My friend Robyn is one of the nicest, sweetest, kindest, most badass women I know. She is blunt and sassy and she is not interested in any B.S. you (or her students) might be trying to sell. She is also engaged. I got my wedding invitation in the mail this weekend, and unlike on the Save the Date card, she even spelled my name right this time. We’re very close, really.
I have only one regret about Robyn getting married, and it is that we won’t shop for her bachelorette present together. After we graduated from college, about half a dozen of our friends got married in quick succession. Robyn and I were roommates at the time, and we were invited to the same parties and showers, so we usually pooled our resources at our friendly neighborhood sex shops. She and I didn’t embarrass easily and between the two of us, we never missed an opportunity for a good double entendre. To hear us talk, we were our generation’s versions of Mae West. So, when we got invited to a bachelorette party, there was a certain degree of pressure. We had reputations to protect.
That summer, we made enough shopping trips that we became familiar with the inventory, and we evaluated each gift on a case by case basis. Was the bride more of a Condom Sense lady or a Curry’s woman? Were we getting them something the couple was likely to use or wildly impractical? How much was too much, and what was so tame as to damage our aforementioned reputations?
There were also unspoken rules about how to behave while shopping. We never pointed or giggled or made any face that even hinted we might be surprised or scandalized by the things we saw. Because for reasons I can’t quite explain, I don’t like to appear shocked. Maybe because I grew up in a small town, I’m afraid of looking unsophisticated or inexperienced in the ways of the world. Or maybe I just don’t want to give people the satisfaction of provoking me in that way. But whatever it is, and whatever Robyn’s motives were, we played it cool.
For one shower, a friend of Robyn’s from church asked to tag along. We reluctantly agreed, then cringed as she repeatedly pointed, giggled, and called out to us, then held up merchandise with a mix of glee, embarrassment, and just a pinch of fear. She seemed like a lovely girl, but there was probably something a little Mean Girls about the look I gave Robyn. The one that said, “This simply will not do.”

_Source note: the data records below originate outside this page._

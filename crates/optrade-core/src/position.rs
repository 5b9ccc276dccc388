//! Open/closed trade state tracked after an order fills.

use crate::decimal::{Price, Quantity};
use crate::option_contract::OptionType;
use crate::symbol::{AssetClass, Symbol};
use chrono::{DateTime, NaiveDate, Utc};
use serde::{Deserialize, Serialize};
use uuid::Uuid;

/// Which pipeline dispatched the order that opened this position. Carried
/// on the position itself so a monitor restarted mid-session can tell a
/// paper position from a live one without consulting the executor's config.
#[derive(Debug, Clone, Copy, PartialEq, Eq, Serialize, Deserialize)]
#[serde(rename_all = "snake_case")]
pub enum PositionMode {
    LogOnly,
    Paper,
    Live,
}

#[derive(Debug, Clone, Copy, PartialEq, Eq, Serialize, Deserialize)]
#[serde(rename_all = "snake_case")]
pub enum PositionStatus {
    Open,
    Closed,
}

/// Why a position was closed. `None` while the position is still open.
#[derive(Debug, Clone, Copy, PartialEq, Eq, Serialize, Deserialize)]
#[serde(rename_all = "snake_case")]
pub enum ExitReason {
    StopLoss,
    Target,
    TrailingStop,
    ExpiryApproaching,
    ManualClose,
    StrategyExit,
}

/// Non-terminal condition raised by the position monitor that the
/// orchestrator should surface (dashboard, alert) without closing the
/// position outright.
#[derive(Debug, Clone, Copy, PartialEq, Eq, Serialize, Deserialize)]
#[serde(rename_all = "snake_case")]
pub enum WarningReason {
    ApproachingStopLoss,
    ApproachingExpiry,
    LowLiquidity,
    StaleData,
    /// A `LIVE` exit order did not fill after the monitor's one retry; the
    /// position stays open rather than being marked closed on a fill that
    /// never happened.
    ExitOrderFailed,
}

/// An open or closed trade.
#[derive(Debug, Clone, Serialize, Deserialize)]
pub struct Position {
    pub id: Uuid,
    pub signal_id: Uuid,
    pub strategy_name: String,
    pub symbol: Symbol,
    pub asset_class: AssetClass,
    /// The concrete tradable contract (e.g. `NIFTY24JUL23500CE`), distinct
    /// from `symbol` which is the underlying the signal was about.
    pub option_symbol: Option<Symbol>,
    pub strike: Option<Price>,
    pub option_type: Option<OptionType>,
    pub expiry: Option<NaiveDate>,
    /// Exchange lot size for `option_symbol`. `quantity % lot_size == 0`
    /// is a storage invariant; `Quantity::ZERO` for asset classes that
    /// never resolve to an options leg (kept `Quantity` rather than
    /// `Option` so the modulus check has a single code path).
    pub lot_size: Quantity,
    pub mode: PositionMode,
    pub status: PositionStatus,
    pub entry_price: Price,
    pub quantity: Quantity,
    pub stop_loss: Option<Price>,
    pub target: Option<Price>,
    pub trailing_stop_pct: Option<rust_decimal::Decimal>,
    /// High-water mark used by the trailing stop; updated on every mark as
    /// `max(high_water_mark, current_price)` for a long position.
    pub high_water_mark: Price,
    pub opened_at: DateTime<Utc>,
    pub closed_at: Option<DateTime<Utc>>,
    pub exit_price: Option<Price>,
    pub exit_reason: Option<ExitReason>,
    pub warning_flag: bool,
    pub warning_reason: Option<WarningReason>,
}

impl Position {
    #[allow(clippy::too_many_arguments)]
    pub fn open(
        signal_id: Uuid,
        strategy_name: impl Into<String>,
        symbol: Symbol,
        asset_class: AssetClass,
        mode: PositionMode,
        entry_price: Price,
        quantity: Quantity,
        opened_at: DateTime<Utc>,
    ) -> Self {
        Self {
            id: Uuid::new_v4(),
            signal_id,
            strategy_name: strategy_name.into(),
            symbol,
            asset_class,
            option_symbol: None,
            strike: None,
            option_type: None,
            expiry: None,
            lot_size: Quantity::ZERO,
            mode,
            status: PositionStatus::Open,
            entry_price,
            quantity,
            stop_loss: None,
            target: None,
            trailing_stop_pct: None,
            high_water_mark: entry_price,
            opened_at,
            closed_at: None,
            exit_price: None,
            exit_reason: None,
            warning_flag: false,
            warning_reason: None,
        }
    }

    pub fn is_open(&self) -> bool {
        self.status == PositionStatus::Open
    }

    /// Attach the resolved option contract this position trades. Called once
    /// by the executor right after `Position::open`, before the first
    /// persist.
    #[allow(clippy::too_many_arguments)]
    pub fn with_option_leg(
        mut self,
        option_symbol: Symbol,
        strike: Price,
        option_type: OptionType,
        expiry: NaiveDate,
        lot_size: Quantity,
    ) -> Self {
        self.option_symbol = Some(option_symbol);
        self.strike = Some(strike);
        self.option_type = Some(option_type);
        self.expiry = Some(expiry);
        self.lot_size = lot_size;
        self
    }

    /// `true` iff `quantity` is an exact multiple of `lot_size` (or
    /// `lot_size` is unset/zero, for asset classes with no lot concept).
    pub fn quantity_matches_lot_size(&self) -> bool {
        if self.lot_size.is_zero() {
            return true;
        }
        (self.quantity.inner() % self.lot_size.inner()).is_zero()
    }

    /// Update the high-water mark on a new mark price. Returns `true` if
    /// the mark advanced.
    pub fn update_high_water_mark(&mut self, mark: Price) -> bool {
        if mark > self.high_water_mark {
            self.high_water_mark = mark;
            true
        } else {
            false
        }
    }

    /// Unrealized P&L per unit at `mark`, signed: positive is profit for a
    /// long-style position (the only direction a long equity/options buy
    /// position can take; short exposure is represented via a `Pe`/`Ce`
    /// option_type choice rather than a negative quantity).
    pub fn unrealized_pnl_per_unit(&self, mark: Price) -> rust_decimal::Decimal {
        mark.inner() - self.entry_price.inner()
    }

    pub fn unrealized_pnl(&self, mark: Price) -> rust_decimal::Decimal {
        self.unrealized_pnl_per_unit(mark) * self.quantity.inner()
    }

    pub fn set_warning(&mut self, reason: WarningReason) {
        self.warning_flag = true;
        self.warning_reason = Some(reason);
    }

    pub fn clear_warning(&mut self) {
        self.warning_flag = false;
        self.warning_reason = None;
    }

    pub fn close(&mut self, exit_price: Price, reason: ExitReason, closed_at: DateTime<Utc>) {
        self.status = PositionStatus::Closed;
        self.exit_price = Some(exit_price);
        self.exit_reason = Some(reason);
        self.closed_at = Some(closed_at);
    }

    pub fn realized_pnl(&self) -> Option<rust_decimal::Decimal> {
        self.exit_price
            .map(|exit| (exit.inner() - self.entry_price.inner()) * self.quantity.inner())
    }
}

#[cfg(test)]
mod tests {
    use super::*;
    use rust_decimal_macros::dec;

    fn position() -> Position {
        Position::open(
            Uuid::new_v4(),
            "moving_average_cross",
            Symbol::new("NIFTY"),
            AssetClass::Index,
            PositionMode::Paper,
            Price::new(dec!(23500)),
            Quantity::new(dec!(50)),
            "2026-07-27T04:30:00Z".parse().unwrap(),
        )
    }

    #[test]
    fn test_open_position_defaults() {
        let p = position();
        assert!(p.is_open());
        assert_eq!(p.high_water_mark, p.entry_price);
        assert!(!p.warning_flag);
    }

    #[test]
    fn test_high_water_mark_only_advances() {
        let mut p = position();
        assert!(p.update_high_water_mark(Price::new(dec!(23600))));
        assert!(!p.update_high_water_mark(Price::new(dec!(23550))));
        assert_eq!(p.high_water_mark, Price::new(dec!(23600)));
    }

    #[test]
    fn test_unrealized_pnl() {
        let p = position();
        assert_eq!(p.unrealized_pnl(Price::new(dec!(23600))), dec!(5000));
    }

    #[test]
    fn test_close_sets_realized_pnl() {
        let mut p = position();
        p.close(
            Price::new(dec!(23700)),
            ExitReason::Target,
            "2026-07-27T05:00:00Z".parse().unwrap(),
        );
        assert!(!p.is_open());
        assert_eq!(p.realized_pnl().unwrap(), dec!(10000));
        assert_eq!(p.exit_reason, Some(ExitReason::Target));
    }

    #[test]
    fn test_warning_flag_roundtrip() {
        let mut p = position();
        p.set_warning(WarningReason::ApproachingExpiry);
        assert!(p.warning_flag);
        p.clear_warning();
        assert!(!p.warning_flag);
        assert!(p.warning_reason.is_none());
    }
}
//! Signal-to-position dispatch: validation gates, strike resolution,
//! sizing and the three-mode (`LOG_ONLY`/`PAPER`/`LIVE`) order path.

mod error;
mod executor;
mod sizing;

pub use error::{ExecutorError, Result};
pub use executor::{Executor, ExecutorConfig};
pub use sizing::{compute_quantity, SizingConfig};
use once_cell::sync::Lazy;
use regex::Regex;

/// PII scrubber for SQL text headed to logs or telemetry storage.
///
/// ### WARNING
/// Regex-based scrubbing is a **best-effort** defense. It does not guarantee
/// complete sanitization of literals in every SQL dialect; for
/// high-compliance environments, disable literal logging entirely.
static EMAIL_REGEX: Lazy<Regex> =
    Lazy::new(|| Regex::new(r"(?i)[A-Z0-9._%+-]+@[A-Z0-9.-]+\.[A-Z]{2,}").unwrap());

static SSN_REGEX: Lazy<Regex> = Lazy::new(|| {
    // US SSN pattern: XXX-XX-XXXX
    Regex::new(r"\b\d{3}-\d{2}-\d{4}\b").unwrap()
});

static CARD_REGEX: Lazy<Regex> = Lazy::new(|| {
    // 13-16 digit runs, optionally grouped by hyphens or spaces
    Regex::new(r"\b(?:\d[ -]*?){13,16}\b").unwrap()
});

static PHONE_REGEX: Lazy<Regex> = Lazy::new(|| {
    // (XXX) XXX-XXXX / XXX-XXX-XXXX and +1 prefixed variants
    Regex::new(r"(?:\+?1[-. ]?)?\(?\d{3}\)?[-. ]?\d{3}[-. ]?\d{4}").unwrap()
});

pub fn scrub(input: &str) -> String {
    let mut scrubbed = input.to_string();

    scrubbed = EMAIL_REGEX.replace_all(&scrubbed, "[EMAIL]").to_string();
    scrubbed = SSN_REGEX.replace_all(&scrubbed, "[SSN]").to_string();
    // May catch long numeric IDs too; acceptable for an audit surface.
    scrubbed = CARD_REGEX.replace_all(&scrubbed, "[CARD]").to_string();
    scrubbed = PHONE_REGEX.replace_all(&scrubbed, "[PHONE]").to_string();

    scrubbed
}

Along the way, at least one cashier mistook us for a couple. She recommended a book for us to try for when you didn’t know how to communicate your desires to your partner, which I found hilarious because if there’s someone I could say anything to, it’s Robyn. And she’s never been one to hold back her feelings either, which is one of my favorite things about her.
She’s one of my favorite ladies even though we don’t see each other very often since she moved to Cleveland. It’s mostly an email here or a voicemail there about movies we think the other might like. Sometimes those messages start of with, “I don’t know of anyone else who might like this but you…” One of those was a movie so dark and disturbing I almost threw up, but she was right that it was amazing. She is truly a kindred spirit, and while I’m having trouble finding the right dress for the occasion (somthing that says, “I love you. Thank you for not getting married in Cleveland in the winter. Now, where’s the bar?”), I’m thrilled for her and her fiancee, Steve. Congrats, guys!